About this exercise >>
Instruction for the entries that follow: retype exactly the lines from the line with "around calendar reads." to the line with "write wins. Calendar", both included, and omit all others.
[[ Material for this exercise open ]]
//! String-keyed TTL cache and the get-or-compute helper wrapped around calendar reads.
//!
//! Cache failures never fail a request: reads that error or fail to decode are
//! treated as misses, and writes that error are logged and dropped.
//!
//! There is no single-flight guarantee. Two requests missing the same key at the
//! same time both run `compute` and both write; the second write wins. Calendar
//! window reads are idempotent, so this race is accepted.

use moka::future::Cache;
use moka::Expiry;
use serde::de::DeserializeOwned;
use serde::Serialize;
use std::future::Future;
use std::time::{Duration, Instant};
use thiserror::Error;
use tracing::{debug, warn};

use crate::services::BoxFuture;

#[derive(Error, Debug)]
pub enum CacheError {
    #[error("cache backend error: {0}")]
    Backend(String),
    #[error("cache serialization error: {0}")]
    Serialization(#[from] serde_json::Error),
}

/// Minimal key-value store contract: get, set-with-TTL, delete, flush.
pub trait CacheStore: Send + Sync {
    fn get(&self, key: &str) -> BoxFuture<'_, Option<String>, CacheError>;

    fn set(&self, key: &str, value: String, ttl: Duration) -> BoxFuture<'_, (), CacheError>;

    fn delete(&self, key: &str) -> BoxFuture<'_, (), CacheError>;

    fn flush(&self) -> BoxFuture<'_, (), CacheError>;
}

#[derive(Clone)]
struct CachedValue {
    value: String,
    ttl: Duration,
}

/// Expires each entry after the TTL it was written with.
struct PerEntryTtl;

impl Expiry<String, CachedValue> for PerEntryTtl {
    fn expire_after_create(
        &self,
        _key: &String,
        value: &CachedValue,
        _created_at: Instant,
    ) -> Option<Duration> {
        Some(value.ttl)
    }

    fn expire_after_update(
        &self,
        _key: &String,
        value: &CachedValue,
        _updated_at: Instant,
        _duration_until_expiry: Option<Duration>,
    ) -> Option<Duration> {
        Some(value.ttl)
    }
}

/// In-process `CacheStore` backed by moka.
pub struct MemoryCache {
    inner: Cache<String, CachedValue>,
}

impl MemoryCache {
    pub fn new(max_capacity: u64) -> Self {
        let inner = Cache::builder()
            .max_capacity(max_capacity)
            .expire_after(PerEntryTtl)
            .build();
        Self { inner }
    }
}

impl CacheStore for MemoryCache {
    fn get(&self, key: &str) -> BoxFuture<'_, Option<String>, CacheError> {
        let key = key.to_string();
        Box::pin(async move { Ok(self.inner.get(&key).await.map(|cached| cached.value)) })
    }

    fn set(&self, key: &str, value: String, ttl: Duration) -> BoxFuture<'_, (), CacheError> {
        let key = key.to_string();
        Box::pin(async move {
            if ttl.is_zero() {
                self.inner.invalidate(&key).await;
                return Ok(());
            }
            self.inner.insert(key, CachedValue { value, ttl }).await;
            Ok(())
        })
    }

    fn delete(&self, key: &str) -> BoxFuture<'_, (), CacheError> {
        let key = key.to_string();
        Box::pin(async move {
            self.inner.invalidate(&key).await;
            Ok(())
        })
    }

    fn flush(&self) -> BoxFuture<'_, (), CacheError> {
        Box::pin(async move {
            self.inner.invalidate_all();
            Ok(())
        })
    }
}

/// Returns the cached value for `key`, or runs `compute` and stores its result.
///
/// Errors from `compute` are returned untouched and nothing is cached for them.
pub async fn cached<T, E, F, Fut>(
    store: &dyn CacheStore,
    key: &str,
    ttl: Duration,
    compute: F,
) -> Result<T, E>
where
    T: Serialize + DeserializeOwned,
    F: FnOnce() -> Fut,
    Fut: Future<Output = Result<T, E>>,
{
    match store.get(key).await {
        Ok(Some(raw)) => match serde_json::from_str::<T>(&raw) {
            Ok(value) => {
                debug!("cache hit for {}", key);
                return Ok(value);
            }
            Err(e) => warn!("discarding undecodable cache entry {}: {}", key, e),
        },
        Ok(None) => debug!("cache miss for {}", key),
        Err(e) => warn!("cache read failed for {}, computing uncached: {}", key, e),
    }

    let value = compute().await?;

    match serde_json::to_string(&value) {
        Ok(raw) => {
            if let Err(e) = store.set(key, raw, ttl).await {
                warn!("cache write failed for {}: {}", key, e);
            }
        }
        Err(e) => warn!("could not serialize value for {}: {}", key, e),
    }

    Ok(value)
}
[[ Material for this exercise closed ]]
[[ Material for this exercise open ]]
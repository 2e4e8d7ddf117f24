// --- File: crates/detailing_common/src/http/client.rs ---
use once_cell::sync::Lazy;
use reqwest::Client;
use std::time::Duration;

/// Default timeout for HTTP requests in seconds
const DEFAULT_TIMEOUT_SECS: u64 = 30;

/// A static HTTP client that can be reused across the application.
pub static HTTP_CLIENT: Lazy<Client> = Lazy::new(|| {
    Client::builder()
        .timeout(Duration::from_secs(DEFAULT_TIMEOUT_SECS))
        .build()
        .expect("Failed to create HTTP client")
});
[[ Material for this exercise closed ]]
[[ Material for this exercise open ]]
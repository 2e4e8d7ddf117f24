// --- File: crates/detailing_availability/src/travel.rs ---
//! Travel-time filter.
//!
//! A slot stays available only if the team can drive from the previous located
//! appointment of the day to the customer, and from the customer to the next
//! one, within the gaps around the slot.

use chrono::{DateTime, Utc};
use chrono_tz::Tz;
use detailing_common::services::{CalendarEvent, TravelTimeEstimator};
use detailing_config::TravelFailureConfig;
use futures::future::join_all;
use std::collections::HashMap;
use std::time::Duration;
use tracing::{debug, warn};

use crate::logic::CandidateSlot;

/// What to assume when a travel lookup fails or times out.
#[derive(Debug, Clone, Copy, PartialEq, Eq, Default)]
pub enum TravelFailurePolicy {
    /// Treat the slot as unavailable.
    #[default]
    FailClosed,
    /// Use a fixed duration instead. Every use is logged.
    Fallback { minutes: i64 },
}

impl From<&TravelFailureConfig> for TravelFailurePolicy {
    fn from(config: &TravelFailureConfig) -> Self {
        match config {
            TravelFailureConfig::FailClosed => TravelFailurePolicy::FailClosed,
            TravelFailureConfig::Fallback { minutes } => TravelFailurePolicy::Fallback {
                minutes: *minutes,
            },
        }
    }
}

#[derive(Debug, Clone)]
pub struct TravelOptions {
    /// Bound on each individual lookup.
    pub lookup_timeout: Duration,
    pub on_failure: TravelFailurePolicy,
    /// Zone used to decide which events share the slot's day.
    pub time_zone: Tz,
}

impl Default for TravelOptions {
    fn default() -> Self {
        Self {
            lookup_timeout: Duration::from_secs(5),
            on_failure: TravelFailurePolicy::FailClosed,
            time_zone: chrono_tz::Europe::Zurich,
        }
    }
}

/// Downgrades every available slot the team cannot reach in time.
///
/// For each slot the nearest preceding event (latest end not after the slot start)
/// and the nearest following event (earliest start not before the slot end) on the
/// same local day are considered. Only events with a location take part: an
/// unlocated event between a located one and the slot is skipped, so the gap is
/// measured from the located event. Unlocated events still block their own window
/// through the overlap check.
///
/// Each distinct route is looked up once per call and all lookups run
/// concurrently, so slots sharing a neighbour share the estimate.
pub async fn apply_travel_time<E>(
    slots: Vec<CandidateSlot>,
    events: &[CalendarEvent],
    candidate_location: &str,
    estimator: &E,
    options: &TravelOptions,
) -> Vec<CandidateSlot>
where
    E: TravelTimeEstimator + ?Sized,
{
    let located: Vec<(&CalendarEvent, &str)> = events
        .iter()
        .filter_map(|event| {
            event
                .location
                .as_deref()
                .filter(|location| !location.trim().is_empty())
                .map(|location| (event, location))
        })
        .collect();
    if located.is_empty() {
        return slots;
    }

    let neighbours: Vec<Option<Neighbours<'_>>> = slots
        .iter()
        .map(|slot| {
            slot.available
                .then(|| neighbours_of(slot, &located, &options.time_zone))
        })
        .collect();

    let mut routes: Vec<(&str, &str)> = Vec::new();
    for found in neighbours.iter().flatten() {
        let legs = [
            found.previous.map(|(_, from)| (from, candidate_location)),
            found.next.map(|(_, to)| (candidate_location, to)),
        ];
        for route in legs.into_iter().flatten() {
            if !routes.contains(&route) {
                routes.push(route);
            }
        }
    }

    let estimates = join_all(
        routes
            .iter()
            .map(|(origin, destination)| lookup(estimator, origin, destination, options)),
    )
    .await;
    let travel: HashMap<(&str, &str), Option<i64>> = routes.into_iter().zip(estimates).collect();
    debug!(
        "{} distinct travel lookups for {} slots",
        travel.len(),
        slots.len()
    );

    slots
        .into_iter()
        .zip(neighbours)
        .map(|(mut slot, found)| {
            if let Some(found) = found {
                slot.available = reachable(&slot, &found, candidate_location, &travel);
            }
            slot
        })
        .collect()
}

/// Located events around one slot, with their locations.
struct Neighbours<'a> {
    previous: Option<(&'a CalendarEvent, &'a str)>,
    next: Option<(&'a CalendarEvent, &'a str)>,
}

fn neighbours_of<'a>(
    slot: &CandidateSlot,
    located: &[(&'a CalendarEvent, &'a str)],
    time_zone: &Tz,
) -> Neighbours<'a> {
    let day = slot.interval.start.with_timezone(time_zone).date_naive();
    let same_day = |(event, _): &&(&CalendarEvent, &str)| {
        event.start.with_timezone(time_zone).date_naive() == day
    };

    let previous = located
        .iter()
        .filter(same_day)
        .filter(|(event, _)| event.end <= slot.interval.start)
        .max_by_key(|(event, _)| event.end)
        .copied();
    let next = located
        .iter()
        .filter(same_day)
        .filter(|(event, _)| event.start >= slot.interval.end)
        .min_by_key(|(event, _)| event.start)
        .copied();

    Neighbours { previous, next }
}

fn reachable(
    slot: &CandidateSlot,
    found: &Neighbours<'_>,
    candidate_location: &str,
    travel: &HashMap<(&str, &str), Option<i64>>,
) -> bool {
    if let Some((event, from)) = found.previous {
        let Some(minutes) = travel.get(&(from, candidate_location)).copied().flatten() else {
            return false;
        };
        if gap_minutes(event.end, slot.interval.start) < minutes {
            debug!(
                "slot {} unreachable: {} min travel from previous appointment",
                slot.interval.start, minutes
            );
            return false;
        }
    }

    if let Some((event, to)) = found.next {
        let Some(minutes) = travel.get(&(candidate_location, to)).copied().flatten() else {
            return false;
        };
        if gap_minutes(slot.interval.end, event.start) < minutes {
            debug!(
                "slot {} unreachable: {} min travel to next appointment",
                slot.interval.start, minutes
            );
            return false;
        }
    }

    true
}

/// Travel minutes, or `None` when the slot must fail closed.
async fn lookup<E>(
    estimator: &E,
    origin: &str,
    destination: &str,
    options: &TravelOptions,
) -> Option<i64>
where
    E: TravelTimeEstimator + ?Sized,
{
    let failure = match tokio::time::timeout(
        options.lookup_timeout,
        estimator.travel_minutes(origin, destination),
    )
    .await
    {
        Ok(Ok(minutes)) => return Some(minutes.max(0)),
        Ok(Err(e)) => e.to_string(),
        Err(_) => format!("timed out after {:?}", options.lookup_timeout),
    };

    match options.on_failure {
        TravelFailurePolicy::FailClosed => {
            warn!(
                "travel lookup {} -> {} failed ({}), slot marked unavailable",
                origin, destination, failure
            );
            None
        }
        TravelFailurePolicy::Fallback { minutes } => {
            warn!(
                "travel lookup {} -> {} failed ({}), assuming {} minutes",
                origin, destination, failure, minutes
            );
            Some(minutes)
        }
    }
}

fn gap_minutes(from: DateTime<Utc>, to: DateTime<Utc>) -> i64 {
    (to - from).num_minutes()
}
[[ Material for this exercise closed ]]
Result >>
//! String-keyed TTL cache and the get-or-compute helper wrapped around calendar reads.
//!
//! Cache failures never fail a request: reads that error or fail to decode are
//! treated as misses, and writes that error are logged and dropped.
//!
//! There is no single-flight guarantee. Two requests missing the same key at the
//! same time both run `compute` and both write; the second write wins. Calendar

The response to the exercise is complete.